■ Work instruction: Which lines of the entries below include "depth"? List them all.

[Extracted records]
'''
//! Minimal static file server used as the HTTP side of the benchmark.

use std::{
    convert::Infallible,
    future::Future,
    net::SocketAddr,
    path::{Component, Path, PathBuf},
    sync::Arc,
};

use hyper::{
    server::conn::AddrStream,
    service::{make_service_fn, service_fn},
    Body, Method, Request, Response, Server, StatusCode,
};
use tracing::{debug, info};

/// Map a request path onto a file under `root`.
///
/// Returns `None` when the path is empty or escapes the root.
pub fn resolve_path(root: &Path, request_path: &str) -> Option<PathBuf> {
    let relative = Path::new(request_path.trim_start_matches('/'));
    let mut resolved = root.to_path_buf();
    let mut depth = 0usize;
    for component in relative.components() {
        match component {
            Component::Normal(part) => {
                resolved.push(part);
                depth += 1;
            }
            Component::CurDir => {}
            _ => return None,
        }
    }
    if depth == 0 {
        return None;
    }
    Some(resolved)
}

fn status_response(status: StatusCode) -> Response<Body> {
    let mut resp = Response::new(Body::from(status.canonical_reason().unwrap_or("")));
    *resp.status_mut() = status;
    resp
}

async fn serve_file(root: Arc<PathBuf>, req: Request<Body>) -> Result<Response<Body>, Infallible> {
    let head = match *req.method() {
        Method::GET => false,
        Method::HEAD => true,
        _ => return Ok(status_response(StatusCode::METHOD_NOT_ALLOWED)),
    };
    let path = match resolve_path(&root, req.uri().path()) {
        Some(path) => path,
        None => return Ok(status_response(StatusCode::BAD_REQUEST)),
    };

    // Directories and paths through a regular file are not servable.
    match tokio::fs::metadata(&path).await {
        Ok(meta) if meta.is_file() => {}
        _ => {
            debug!("Not found: {}", path.display());
            return Ok(status_response(StatusCode::NOT_FOUND));
        }
    }

    match tokio::fs::read(&path).await {
        Ok(content) => {
            debug!("Serving {} ({} bytes)", path.display(), content.len());
            let len = content.len();
            let body = if head { Body::empty() } else { Body::from(content) };
            let resp = Response::builder()
                .header(hyper::header::CONTENT_LENGTH, len)
                .header(hyper::header::CONTENT_TYPE, "application/octet-stream")
                .body(body)
                .unwrap_or_else(|_| status_response(StatusCode::INTERNAL_SERVER_ERROR));
            Ok(resp)
        }
        Err(err) if err.kind() == std::io::ErrorKind::NotFound => {
            debug!("Not found: {}", path.display());
            Ok(status_response(StatusCode::NOT_FOUND))
        }
        Err(err) => {
            debug!("Failed to read {}: {:?}", path.display(), err);
            Ok(status_response(StatusCode::INTERNAL_SERVER_ERROR))
        }
    }
}

/// Bind a static file server for `root` on `addr`.
///
/// Returns the bound address and the server future, which runs until dropped.
pub fn bind_static(
    root: PathBuf,
    addr: SocketAddr,
) -> Result<(SocketAddr, impl Future<Output = Result<(), hyper::Error>>), hyper::Error> {
    let root = Arc::new(root);
    let make_svc = make_service_fn(move |_conn: &AddrStream| {
        let root = root.clone();
        async move {
            Ok::<_, Infallible>(service_fn(move |req| serve_file(root.clone(), req)))
        }
    });

    let server = Server::try_bind(&addr)?.serve(make_svc);
    let local_addr = server.local_addr();
    info!("Listening on http://{}", local_addr);
    Ok((local_addr, server))
}

#[cfg(test)]
mod tests {
    use super::*;

    #[test]
    fn test_resolve_path() {
        let root = Path::new("/srv");
        assert_eq!(
            resolve_path(root, "/data.parquet"),
            Some(PathBuf::from("/srv/data.parquet"))
        );
        assert_eq!(
            resolve_path(root, "/a/./b.parquet"),
            Some(PathBuf::from("/srv/a/b.parquet"))
        );
        assert_eq!(resolve_path(root, "/"), None);
        assert_eq!(resolve_path(root, "/../etc/passwd"), None);
        assert_eq!(resolve_path(root, "/a/../../b"), None);
    }

    #[tokio::test]
    async fn test_serve_file_statuses() {
        let dir = tempfile::tempdir().unwrap();
        std::fs::write(dir.path().join("hello.txt"), b"hello").unwrap();
        let root = Arc::new(dir.path().to_path_buf());

        let req = Request::get("/hello.txt").body(Body::empty()).unwrap();
        let resp = serve_file(root.clone(), req).await.unwrap();
        assert_eq!(resp.status(), StatusCode::OK);
        let body = hyper::body::to_bytes(resp.into_body()).await.unwrap();
        assert_eq!(&body[..], b"hello");

        let req = Request::head("/hello.txt").body(Body::empty()).unwrap();
        let resp = serve_file(root.clone(), req).await.unwrap();
        assert_eq!(resp.status(), StatusCode::OK);
        assert_eq!(resp.headers()[hyper::header::CONTENT_LENGTH], "5");

        let req = Request::get("/missing.txt").body(Body::empty()).unwrap();
        let resp = serve_file(root.clone(), req).await.unwrap();
        assert_eq!(resp.status(), StatusCode::NOT_FOUND);

        let req = Request::get("/../hello.txt").body(Body::empty()).unwrap();
        let resp = serve_file(root.clone(), req).await.unwrap();
        assert_eq!(resp.status(), StatusCode::BAD_REQUEST);

        let req = Request::post("/hello.txt").body(Body::empty()).unwrap();
        let resp = serve_file(root, req).await.unwrap();
        assert_eq!(resp.status(), StatusCode::METHOD_NOT_ALLOWED);
    }

    #[tokio::test]
    async fn test_serve_file_non_file_paths_not_found() {
        let dir = tempfile::tempdir().unwrap();
        std::fs::create_dir(dir.path().join("sub")).unwrap();
        std::fs::write(dir.path().join("hello.txt"), b"hello").unwrap();
        let root = Arc::new(dir.path().to_path_buf());

        for path in ["/sub", "/sub/", "/hello.txt/extra"] {
            let req = Request::get(path).body(Body::empty()).unwrap();
            let resp = serve_file(root.clone(), req).await.unwrap();
            assert_eq!(resp.status(), StatusCode::NOT_FOUND, "{}", path);

            let req = Request::head(path).body(Body::empty()).unwrap();
            let resp = serve_file(root.clone(), req).await.unwrap();
            assert_eq!(resp.status(), StatusCode::NOT_FOUND, "{}", path);
        }
    }
}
'''
■ Response:
    let mut depth = 0usize;
                depth += 1;
    if depth == 0 {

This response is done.